В конце концов, герой, женившись на ведьме (буквально, без аллегорий), весь рассказ мучается, выслушивает откровения инвалида о том, как он потерял зрение, наевшись ведьминого холодца, который она готовит не традиционным способом, а буквально испражняется им. Герой, в конец уверовавший и расстроенный, разводится с ведьмой, женится на хорошей девушке, живёт с ней душа в душу, но в болезнях и бездетно. Наконец прозревает, вспарывает подушки, подаренные тёщей, тоже ведьмой (и тоже без всяких там аллегорий), высыпает из подушки кости, волосы и прочие продукты оккультизма, всё это сжигает, читая "Отче наш" и "Богородицу", и избавляет себя и жену от наведённой порчи.
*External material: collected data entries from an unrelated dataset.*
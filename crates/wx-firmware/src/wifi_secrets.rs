//! Values baked in by the build script from `.env` or the environment

use wx_core::config::InternetConfig;
use wx_core::time::DEFAULT_EPOCH_SECS;

pub const WIFI_SSID: &str = env!("WIFI_SSID");
pub const WIFI_PASSWORD: &str = env!("WIFI_PASSWORD");
const STATION_EPOCH: &str = env!("STATION_EPOCH");

pub fn internet_config() -> InternetConfig<'static> {
    InternetConfig {
        ssid: WIFI_SSID,
        password: WIFI_PASSWORD,
    }
}

/// Unix time the station clock reads at boot.
pub fn station_epoch_secs() -> u64 {
    STATION_EPOCH.parse().unwrap_or(DEFAULT_EPOCH_SECS)
}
Живёт долго и счастливо, а ведьма со всей своей семьёй сгорают в огне пожара. И этот рассказ не ироничный, не по-гоголевски сказочный – вовсе нет, рассказ, серьёзно доказывающий силу православной молитвы перед чародейством ведьм, колдунов и гадалок ("Украденные глаза").

И конечно сам рассказ "Кубики", где пятилетний мальчик без имени, но, по-протокольному, с фамилией Фёдоров, недослышав молитвы набожной своей бабуши, до того проникся ужасом этих страшных слов, что… вывел такую не по-детски сложную философско-религиозную доктрину, что… у взрослого бы крышу снесло, причём – напрочь. Складывает из кубиков страшные слова, боится Бога, который может "разозлиться на Фёдорова", боится отца Бога – "обезумевшего от собственной жестокости проклятого Деда, который умер ещё до рождения Сына", боится Твари, боится Тли, и весь рассказ совершает самые наивернейшие ритуалы-обереги (плевки через плечо, пересчитыванием пуговиц и карманов, и проч., и проч.), чтобы охранить свой мир от Первосмерти. Мальчик, таки, своего добился: "На окраинах коровы разродились червями, по дворам бродил белый, точно слепленный из тумана жеребёнок с ногой, приросшей к брюху, и в церквях вдруг разом закоптили все свечи.

Так намечалось успение Фёдорова. Но Тварям не дано знать главного. В кончине Фёдорова скрывается великое поражение Первосмерти". – Вот такая незатейливая история о новом, готовящемся к успению "богородце".

Иличевский, со своими "мечтами" об Иудее, – невинный младенец, у которого хватает совести не глумиться над нашей верой, впрочем, ему этого и не нужно. Это давно и успешно практикуют наши родные РусскоПравоПисатели – путь к "славе" наипростейший: ересь, во все времена востребована.

Впрочем, и Кафка был болезненно патологичен, но… по-другому: создав и показав нашему миру свой мир – странный, боязливый, страшный, но… живой. И, что немаловажно, – мир, никого не обвиняющий, и уж тем более не карающий… если только самого автора. Патология великих направлена на них же самих.

У Елизарова нет "своего мира". Он смотрит "глубже" – обличает "наш мир". Только вопрос – в чём?